The following references are from "A Collection of the Sufferings of the People Called Quakers" (Volume 1). This is probably the same William Claytor/Clator, but I'm not sure of that yet, due to the Elton reference.

[1658; Page 552] William Claytor, of Elton, was subpaena'd at the Suit of Dove Williamson, a Priest there, into the Exchequer at London, where he personally appeared, but, not employing an Attorney, was sent to the Fleet, as if he had not appeared, and lay there two Years: During which Time, the Priest and his Servants made Spoil of his Goods at Home, carrying off an whole Load of his Corn together. He was afterward sued by the said Priest in the Court of Common-Pleas, and a Verdict was obtained against him for 20 l. Upon that Verdict, Execution was awarded, and his Goods taken from him to the Value of 42 l. He was also detained in Prison three Years and a Quarter.
[1670; Page 553] It happened that William Claytor, of Elton, and John Barker, of Bingham, were together at a Friends House, where were no others but the Family: One Chamberlain, an Informer, came in, and asked William some usual familiar Questions, to which he gave him proper Answers.
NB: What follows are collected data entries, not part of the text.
//! Tipos de evento de la cola y estructura `QueueEvent`.
//!
//! Rol en el sistema:
//! - Cada transición observable de la cola publica un evento en el bus.
//! - El contrato mínimo hacia observadores externos son `QueueStarted`,
//!   `TaskStarted` y `QueueStopped`; el resto del ciclo de vida por step
//!   se publica para que los fallos sean visibles sin consultar la cola.
//! - La entrega es síncrona, in-process y best-effort.

use chrono::{DateTime, Utc};
use serde::{Deserialize, Serialize};
use uuid::Uuid;

use crate::errors::StepError;

#[derive(Debug, Clone, Serialize, Deserialize)]
pub enum QueueEventKind {
    /// La cola pasó de `Idle` a `Running`.
    QueueStarted,
    /// Un step pasó de `Pending` a `Running`. Se emite una vez por step,
    /// en orden de encolado.
    TaskStarted { step_index: usize, step_name: String },
    /// El step actual terminó en `Succeeded`.
    StepSucceeded { step_index: usize, step_name: String },
    /// El step actual terminó en `Failed` (acción con error o reintentos
    /// agotados). La cola queda estacionada sobre él.
    StepFailed {
        step_index: usize,
        step_name: String,
        error: StepError,
    },
    /// El step actual agotó su presupuesto de tiempo.
    StepTimedOut { step_index: usize, step_name: String },
    /// El step actual fue cancelado por `stop`/`skip_current`.
    StepCancelled { step_index: usize, step_name: String },
    /// Arranca el intento `attempt` (>= 2) del step actual.
    RetryScheduled {
        step_index: usize,
        step_name: String,
        attempt: u32,
    },
    /// La cola terminó el run: drenada o detenida externamente.
    QueueStopped,
}

#[derive(Debug, Clone, Serialize, Deserialize)]
pub struct QueueEvent {
    /// Orden de publicación dentro del bus (asignado por el bus).
    pub seq: u64,
    pub queue_id: Uuid,
    pub kind: QueueEventKind,
    /// Instante del tick que produjo el evento, según el reloj de la cola.
    pub ts: DateTime<Utc>,
}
The Informer goes to Justice Whaley, and tells him, There was a Meeting, and that William Claytor Spoke: Upon which the Justice fined him 20 l. for Preaching, and caused Distress to be made on his Goods, which amounted but to 15 l. so they afterward seized some Sheep of his, to the Value of 4 l. more. And from John Barker they also took Goods worth 12 l.